§ **Task to carry out**
Whenever a line in the material below contains "method", copy that line.

++++ Dataset entries ++++

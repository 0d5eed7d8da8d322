use axum::http::{self, Request, StatusCode};
use http_body_util::BodyExt;
use mock_server::{
    app, app_with, canonical_string, compute_signature, content_hash, AppAuthorization, Event,
    CONTENT_HASH_HEADER, DEFAULT_SECRET_KEY,
};
use tower::ServiceExt;

const DATE: &str = "Mon, 15 Jan 2024 10:30:00 GMT";
const FORM: &str = "application/x-www-form-urlencoded";

async fn body_json<T: serde::de::DeserializeOwned>(response: axum::response::Response) -> T {
    let bytes = response.into_body().collect().await.unwrap().to_bytes();
    serde_json::from_slice(&bytes).unwrap()
}

async fn body_bytes(response: axum::response::Response) -> bytes::Bytes {
    response.into_body().collect().await.unwrap().to_bytes()
}

fn authorization(secret: &str, method: &str, content_type: &str, hash: &str, uri: &str) -> String {
    let canonical = canonical_string(method, content_type, hash, uri, DATE);
    let signature = compute_signature(secret, &canonical).unwrap();
    format!("APIAuth-HMAC-SHA256 test_tenant:{signature}")
}

fn signed(method: &str, uri: &str) -> Request<String> {
    Request::builder()
        .method(method)
        .uri(uri)
        .header(http::header::DATE, DATE)
        .header(
            http::header::AUTHORIZATION,
            authorization(DEFAULT_SECRET_KEY, method, "", "", uri),
        )
        .body(String::new())
        .unwrap()
}

fn form_request(method: &str, uri: &str, body: &str) -> Request<String> {
    let hash = content_hash(body.as_bytes());
    Request::builder()
        .method(method)
        .uri(uri)
        .header(http::header::DATE, DATE)
        .header(http::header::CONTENT_TYPE, FORM)
        .header(CONTENT_HASH_HEADER, &hash)
        .header(
            http::header::AUTHORIZATION,
            authorization(DEFAULT_SECRET_KEY, method, FORM, &hash, uri),
        )
        .body(body.to_string())
        .unwrap()
}

// --- signature ---

#[tokio::test]
async fn unsigned_request_returns_401_json() {
    let resp = app()
        .oneshot(
            Request::builder()
                .uri("/api/v1/events/1")
                .body(String::new())
                .unwrap(),
        )
        .await
        .unwrap();

    assert_eq!(resp.status(), StatusCode::UNAUTHORIZED);
    let body: serde_json::Value = body_json(resp).await;
    assert_eq!(body["error"], "invalid credentials");
}

#[tokio::test]
async fn other_tenant_is_rejected() {
    let resp = app_with("someone_else", DEFAULT_SECRET_KEY)
        .oneshot(signed("GET", "/api/v1/users/1/events"))
        .await
        .unwrap();

    assert_eq!(resp.status(), StatusCode::UNAUTHORIZED);
}

#[tokio::test]
async fn other_secret_is_rejected() {
    let resp = app_with("test_tenant", "54321")
        .oneshot(signed("GET", "/api/v1/users/1/events"))
        .await
        .unwrap();

    assert_eq!(resp.status(), StatusCode::UNAUTHORIZED);
}

#[tokio::test]
async fn empty_signature_is_rejected() {
    let req = Request::builder()
        .uri("/api/v1/users/1/events")
        .header(http::header::AUTHORIZATION, "APIAuth-HMAC-SHA256 test_tenant:")
        .body(String::new())
        .unwrap();
    let resp = app().oneshot(req).await.unwrap();

    assert_eq!(resp.status(), StatusCode::UNAUTHORIZED);
}

#[tokio::test]
async fn signature_covers_full_path_and_query() {
    // Signed for one event, sent to another.
    let mut req = signed("GET", "/api/v1/events/1");
    *req.uri_mut() = "/api/v1/events/2".parse().unwrap();
    let resp = app().oneshot(req).await.unwrap();
    assert_eq!(resp.status(), StatusCode::UNAUTHORIZED);

    let mut req = signed("GET", "/api/v1/users/1/events");
    *req.uri_mut() = "/api/v1/users/1/events?date=2024-01-15".parse().unwrap();
    let resp = app().oneshot(req).await.unwrap();
    assert_eq!(resp.status(), StatusCode::UNAUTHORIZED);

    let resp = app()
        .oneshot(signed("GET", "/api/v1/users/1/events?date=2024-01-15"))
        .await
        .unwrap();
    assert_eq!(resp.status(), StatusCode::OK);
}

#[tokio::test]
async fn tampered_body_is_rejected() {
    let mut req = form_request("POST", "/api/v1/users/1/events", "title=test");
    *req.body_mut() = "title=other".to_string();
    let resp = app().oneshot(req).await.unwrap();

    assert_eq!(resp.status(), StatusCode::UNAUTHORIZED);
}

#[tokio::test]
async fn body_without_content_hash_is_rejected() {
    let req = Request::builder()
        .method("POST")
        .uri("/api/v1/users/1/events")
        .header(http::header::DATE, DATE)
        .header(http::header::CONTENT_TYPE, FORM)
        .header(
            http::header::AUTHORIZATION,
            authorization(DEFAULT_SECRET_KEY, "POST", FORM, "", "/api/v1/users/1/events"),
        )
        .body("title=test".to_string())
        .unwrap();
    let resp = app().oneshot(req).await.unwrap();

    assert_eq!(resp.status(), StatusCode::UNAUTHORIZED);
}

// --- authorize ---

#[tokio::test]
async fn authorize_returns_tenant() {
    let resp = app()
        .oneshot(form_request("POST", "/api/v1/app_authorization_requests", "user_id=1"))
        .await
        .unwrap();

    assert_eq!(resp.status(), StatusCode::OK);
    let auth: AppAuthorization = body_json(resp).await;
    assert_eq!(auth.user_id, "1");
    assert_eq!(auth.tenant_id, "test_tenant");
}

#[tokio::test]
async fn authorize_without_user_id_returns_422() {
    let resp = app()
        .oneshot(form_request("POST", "/api/v1/app_authorization_requests", ""))
        .await
        .unwrap();

    assert_eq!(resp.status(), StatusCode::UNPROCESSABLE_ENTITY);
}

// --- list ---

#[tokio::test]
async fn list_events_empty() {
    let resp = app()
        .oneshot(signed("GET", "/api/v1/users/1/events"))
        .await
        .unwrap();

    assert_eq!(resp.status(), StatusCode::OK);
    let events: Vec<Event> = body_json(resp).await;
    assert!(events.is_empty());
}

// --- create ---

#[tokio::test]
async fn create_event_returns_201() {
    let resp = app()
        .oneshot(form_request(
            "POST",
            "/api/v1/users/1/events",
            "title=Team+sync&date=2024-01-15",
        ))
        .await
        .unwrap();

    assert_eq!(resp.status(), StatusCode::CREATED);
    let event: Event = body_json(resp).await;
    assert_eq!(event.title, "Team sync");
    assert_eq!(event.user_id, "1");
    assert_eq!(event.date.as_deref(), Some("2024-01-15"));
}

#[tokio::test]
async fn create_event_without_title_returns_422() {
    let resp = app()
        .oneshot(form_request("POST", "/api/v1/users/1/events", "date=2024-01-15"))
        .await
        .unwrap();

    assert_eq!(resp.status(), StatusCode::UNPROCESSABLE_ENTITY);
    let body: serde_json::Value = body_json(resp).await;
    assert_eq!(body["error"], "title is required");
}

// --- get / update / delete on missing events ---

#[tokio::test]
async fn get_event_not_found() {
    let resp = app().oneshot(signed("GET", "/api/v1/events/missing")).await.unwrap();

    assert_eq!(resp.status(), StatusCode::NOT_FOUND);
    let body: serde_json::Value = body_json(resp).await;
    assert_eq!(body["error"], "event not found");
}

#[tokio::test]
async fn update_event_not_found() {
    let resp = app()
        .oneshot(form_request("PUT", "/api/v1/events/missing", "title=Nope"))
        .await
        .unwrap();

    assert_eq!(resp.status(), StatusCode::NOT_FOUND);
}

#[tokio::test]
async fn delete_event_not_found() {
    let resp = app().oneshot(signed("DELETE", "/api/v1/events/missing")).await.unwrap();

    assert_eq!(resp.status(), StatusCode::NOT_FOUND);
}

// --- full lifecycle ---

#[tokio::test]
async fn event_lifecycle() {
    use tower::Service;

    let mut app = app().into_service();

    // create two events for user 1 on different days
    let resp = ServiceExt::ready(&mut app)
        .await
        .unwrap()
        .call(form_request(
            "POST",
            "/api/v1/users/1/events",
            "title=Standup&date=2024-01-15&description=daily",
        ))
        .await
        .unwrap();
    assert_eq!(resp.status(), StatusCode::CREATED);
    let created: Event = body_json(resp).await;
    let id = created.event_id.clone();

    let resp = ServiceExt::ready(&mut app)
        .await
        .unwrap()
        .call(form_request(
            "POST",
            "/api/v1/users/1/events",
            "title=Retro&date=2024-01-16",
        ))
        .await
        .unwrap();
    assert_eq!(resp.status(), StatusCode::CREATED);

    // list filtered by date
    let resp = ServiceExt::ready(&mut app)
        .await
        .unwrap()
        .call(signed("GET", "/api/v1/users/1/events?date=2024-01-15"))
        .await
        .unwrap();
    assert_eq!(resp.status(), StatusCode::OK);
    let events: Vec<Event> = body_json(resp).await;
    assert_eq!(events, vec![created.clone()]);

    // other users see nothing
    let resp = ServiceExt::ready(&mut app)
        .await
        .unwrap()
        .call(signed("GET", "/api/v1/users/2/events"))
        .await
        .unwrap();
    let events: Vec<Event> = body_json(resp).await;
    assert!(events.is_empty());

    // get
    let resp = ServiceExt::ready(&mut app)
        .await
        .unwrap()
        .call(signed("GET", &format!("/api/v1/events/{id}")))
        .await
        .unwrap();
    assert_eq!(resp.status(), StatusCode::OK);
    let fetched: Event = body_json(resp).await;
    assert_eq!(fetched, created);

    // update replaces every field, dropping the description
    let resp = ServiceExt::ready(&mut app)
        .await
        .unwrap()
        .call(form_request(
            "PUT",
            &format!("/api/v1/events/{id}"),
            "title=Standup+v2&date=2024-01-15",
        ))
        .await
        .unwrap();
    assert_eq!(resp.status(), StatusCode::OK);
    let updated: Event = body_json(resp).await;
    assert_eq!(updated.title, "Standup v2");
    assert_eq!(updated.description, None);

    // delete
    let resp = ServiceExt::ready(&mut app)
        .await
        .unwrap()
        .call(signed("DELETE", &format!("/api/v1/events/{id}")))
        .await
        .unwrap();
    assert_eq!(resp.status(), StatusCode::NO_CONTENT);
    let body = body_bytes(resp).await;
    assert!(body.is_empty());

    // get after delete: 404
    let resp = ServiceExt::ready(&mut app)
        .await
        .unwrap()
        .call(signed("GET", &format!("/api/v1/events/{id}")))
        .await
        .unwrap();
    assert_eq!(resp.status(), StatusCode::NOT_FOUND);
}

++++

§ **Answer to this exercise**
fn authorization(secret: &str, method: &str, content_type: &str, hash: &str, uri: &str) -> String {
    let canonical = canonical_string(method, content_type, hash, uri, DATE);
fn signed(method: &str, uri: &str) -> Request<String> {
        .method(method)
            authorization(DEFAULT_SECRET_KEY, method, "", "", uri),
fn form_request(method: &str, uri: &str, body: &str) -> Request<String> {
        .method(method)
            authorization(DEFAULT_SECRET_KEY, method, FORM, &hash, uri),
        .method("POST")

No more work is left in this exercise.